アメノハバキリの隠し場所が、それは異界

文字数 3,035文字

第十五話 魔剣への途 
 八龍大社とは――
 梨恵は生まれも育ちも〇市だがこの神社のことは知らない。寺の僧侶や古参の寺務の人に訊いてみても分からない。スマホナビでも市役所配布の住宅地図にも記載がない。
 あの鬼たちは、確かに八つの龍の大きな社と言った。そこに大地に眠れば全ての厄災を封じ込め、揮えば天下の覇権をもたらす魔剣が収められている。いつもは力ある神さんが護っているが今は神さんの力が弱まっている。その隙を狙う悪いもんが居る。夜ごと鬼たちに穴を掘らせてる。手伝えば少しだけ米をくれる。腹を空かせた鬼たちは挙って参加していると云う。

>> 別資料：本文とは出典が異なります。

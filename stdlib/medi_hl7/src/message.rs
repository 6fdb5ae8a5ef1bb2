use std::fmt;
use std::str::FromStr;

use log::debug;

use crate::collection::SegmentList;
use crate::error::{Hl7Error, Hl7Result};
use crate::options::ParseOptions;
use crate::reindex::{reindex, ReindexOptions, ResetRules};
use crate::tokenizer::{build, parse_message};

/// A parsed HL7 message: the raw input, its options and the editable segments.
///
/// The raw text is parsed once, on construction. [`Message::build`] always
/// serializes the current segments, never the raw input.
#[derive(Debug, Clone)]
pub struct Message {
    raw: String,
    options: ParseOptions,
    segments: SegmentList,
}

impl Message {
    /// Parse with the default delimiters and terminators
    pub fn new(raw: impl Into<String>) -> Hl7Result<Self> {
        Self::with_options(raw, ParseOptions::default())
    }

    pub fn with_options(raw: impl Into<String>, options: ParseOptions) -> Hl7Result<Self> {
        options.validate()?;
        let raw = raw.into();
        let segments = parse_message(&raw, &options)?;
        debug!("message ready with {} segments", segments.len());

        Ok(Self {
            segments: SegmentList::from_segments(options.delimiters, segments),
            raw,
            options,
        })
    }

    /// The text this message was parsed from
    pub fn raw(&self) -> &str {
        &self.raw
    }

    pub fn options(&self) -> &ParseOptions {
        &self.options
    }

    pub fn segments(&self) -> &SegmentList {
        &self.segments
    }

    pub fn segments_mut(&mut self) -> &mut SegmentList {
        &mut self.segments
    }

    /// Serialize the current segments with the configured line ending
    pub fn build(&self) -> String {
        build(self.segments.iter().map(|(_, s)| s), self.options.line_ending)
    }

    /// Renumber counted segment types; see [`crate::reindex::reindex`]
    pub fn reindex(&mut self, rules: &ResetRules, options: &ReindexOptions) -> Hl7Result<()> {
        reindex(&mut self.segments, rules, options)
    }
}

impl fmt::Display for Message {
    fn fmt(&self, f: &mut fmt::Formatter<'_>) -> fmt::Result {
        f.write_str(&self.build())
    }
}

impl FromStr for Message {
    type Err = Hl7Error;

    fn from_str(s: &str) -> Result<Self, Self::Err> {
        Message::new(s)
    }
}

 困った。神社のことはやはり幼馴染の仙波清人だろう。彼は隣の〇市の白鷺神社の宮司で、信仰を失った神を見つけ出し、その神は第三次世界大戦を未然に防いだ。その神とはどうやら魔剣を護っている神と同じらしいのだ。
 すぐさまこれまでの経緯を話し調べてもらった。今日はその報告の日。造営した緋河神社に集った。清人の妻の陽菜も一緒。彼女もご祭神の成したことを知っているひとり。白木の綺麗な社のことはSNSでアッという間に拡がり、コロナ禍での散歩目的で毎日結構な参拝者が来る。この日も外では二拍手と大鈴、賽銭の音が響いている。

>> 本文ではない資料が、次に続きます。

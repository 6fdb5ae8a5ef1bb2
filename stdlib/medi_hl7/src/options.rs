//! Parse and build configuration for HL7 messages.
//!
//! A message is read with one [`ParseOptions`] value for its whole lifetime:
//! the four structural delimiters, the pattern used to split raw text into
//! segments, and the single line ending written back by `build`.

use crate::error::{invalid_param_because, Hl7Result};

/// Placeholder for the escape character echoed in the header's encoding field
pub const ESCAPE_PLACEHOLDER: char = '\\';

/// The four single-character separators of the nested field structure
#[derive(Debug, Clone, Copy, PartialEq, Eq)]
#[cfg_attr(feature = "serde", derive(serde::Serialize, serde::Deserialize))]
#[cfg_attr(feature = "serde", serde(default))]
pub struct Delimiters {
    /// Separates fields within a segment
    pub field: char,
    /// Separates repetitions of one field
    pub repetition: char,
    /// Separates components of one repetition
    pub component: char,
    /// Separates sub-components of one component
    pub sub_component: char,
}

impl Default for Delimiters {
    fn default() -> Self {
        Self {
            field: '|',
            repetition: '~',
            component: '^',
            sub_component: '&',
        }
    }
}

impl Delimiters {
    /// The header's encoding-characters value: component, repetition,
    /// escape placeholder, sub-component.
    pub fn encoding_characters(&self) -> String {
        [
            self.component,
            self.repetition,
            ESCAPE_PLACEHOLDER,
            self.sub_component,
        ]
        .iter()
        .collect()
    }
}

/// How raw text is split into segment lines on read
#[derive(Debug, Clone, Copy, PartialEq, Eq, Default)]
#[cfg_attr(feature = "serde", derive(serde::Serialize, serde::Deserialize))]
pub enum SegmentTerminator {
    /// CR, LF or CRLF
    #[default]
    Any,
    /// Only CRLF
    CrLf,
    /// Only LF
    Lf,
    /// Only CR
    Cr,
}

/// The terminator written between segments on build
#[derive(Debug, Clone, Copy, PartialEq, Eq, Default)]
#[cfg_attr(feature = "serde", derive(serde::Serialize, serde::Deserialize))]
pub enum LineEnding {
    #[default]
    CrLf,
    Lf,
    Cr,
}

impl LineEnding {
    pub fn as_str(&self) -> &'static str {
        match self {
            LineEnding::CrLf => "\r\n",
            LineEnding::Lf => "\n",
            LineEnding::Cr => "\r",
        }
    }
}

/// Full configuration for one message
#[derive(Debug, Clone, Copy, PartialEq, Eq, Default)]
#[cfg_attr(feature = "serde", derive(serde::Serialize, serde::Deserialize))]
#[cfg_attr(feature = "serde", serde(default))]
pub struct ParseOptions {
    pub delimiters: Delimiters,
    pub terminator: SegmentTerminator,
    pub line_ending: LineEnding,
}

impl ParseOptions {
    pub fn with_field_delimiter(mut self, delimiter: char) -> Self {
        self.delimiters.field = delimiter;
        self
    }

    pub fn with_repetition_delimiter(mut self, delimiter: char) -> Self {
        self.delimiters.repetition = delimiter;
        self
    }

    pub fn with_component_delimiter(mut self, delimiter: char) -> Self {
        self.delimiters.component = delimiter;
        self
    }

    pub fn with_sub_component_delimiter(mut self, delimiter: char) -> Self {
        self.delimiters.sub_component = delimiter;
        self
    }

    pub fn with_terminator(mut self, terminator: SegmentTerminator) -> Self {
        self.terminator = terminator;
        self
    }

    pub fn with_line_ending(mut self, line_ending: LineEnding) -> Self {
        self.line_ending = line_ending;
        self
    }

    /// Reject delimiter sets that cannot round-trip.
    ///
    /// The four delimiters must be distinct, must not be a line break and must
    /// not collide with the escape placeholder of the header's encoding field.
    pub fn validate(&self) -> Hl7Result<()> {
        let d = &self.delimiters;
        let named = [
            ("delimiters.field", d.field),
            ("delimiters.repetition", d.repetition),
            ("delimiters.component", d.component),
            ("delimiters.sub_component", d.sub_component),
        ];

        for (i, (name, ch)) in named.iter().enumerate() {
            if matches!(ch, '\r' | '\n') {
                return invalid_param_because(
                    name,
                    ch.escape_default(),
                    "Line breaks cannot be delimiters.",
                );
            }
            if *ch == ESCAPE_PLACEHOLDER {
                return invalid_param_because(
                    name,
                    ch.escape_default(),
                    "Reserved for the escape character.",
                );
            }
            if let Some((other, _)) = named[i + 1..].iter().find(|(_, c)| c == ch) {
                return invalid_param_because(name, ch, format!("Already used by '{other}'."));
            }
        }

        Ok(())
    }
}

「神社本庁に問い合わせたけど八龍大社はやはりなかった」
 清人はアッサリと否定した。
「えっ?でも」そう云う梨恵を遮って話しを続ける。
「神社本庁は明治神宮を本宗として全国の神社を統括する宗教法人のこと。属さない神社も多いんだよ。靖国さんとか伏見稲荷さんとか独自で法人を作っている。お寺で云うと宗派に属さない単立寺院ってとこかな? でもそれじゃ、今回は説明がつかない。だから端から存在を隠したかったんじゃないかな? 八龍さんの縁起を聞くと、人が来て拝んで貰う必要がないよね。それどころか、なるべく人から隠しておきたかった」
 梨恵にもだいぶ事情が読めて来た。同い年の陽菜も頷いている。
「うちの神社もかなり古い。だから古文書(「仙波家文書」)を調べてみた。そしたら出て来たんだよ。幻の社の存在が」
 清人は買って来たスタバのアイスラテを手に取った。どうやら熱くなる喉を潤したかったよう。梨恵は、第三次世界大戦が終わりを知らせる清人の震える声を思い出していた。どうやら大発見をしたよう。
 ラテのプラケースから大粒の汗が床上に滴り落ちた。
 「十四世紀に新田義貞という武家の棟梁が鎌倉幕府を滅ぼした。そこまでは良かったんだけど政権抗争に敗れて、後に室町幕府を創った足利尊氏に攻め込まれた。この地に逃げ帰った義貞は起死回生を狙った。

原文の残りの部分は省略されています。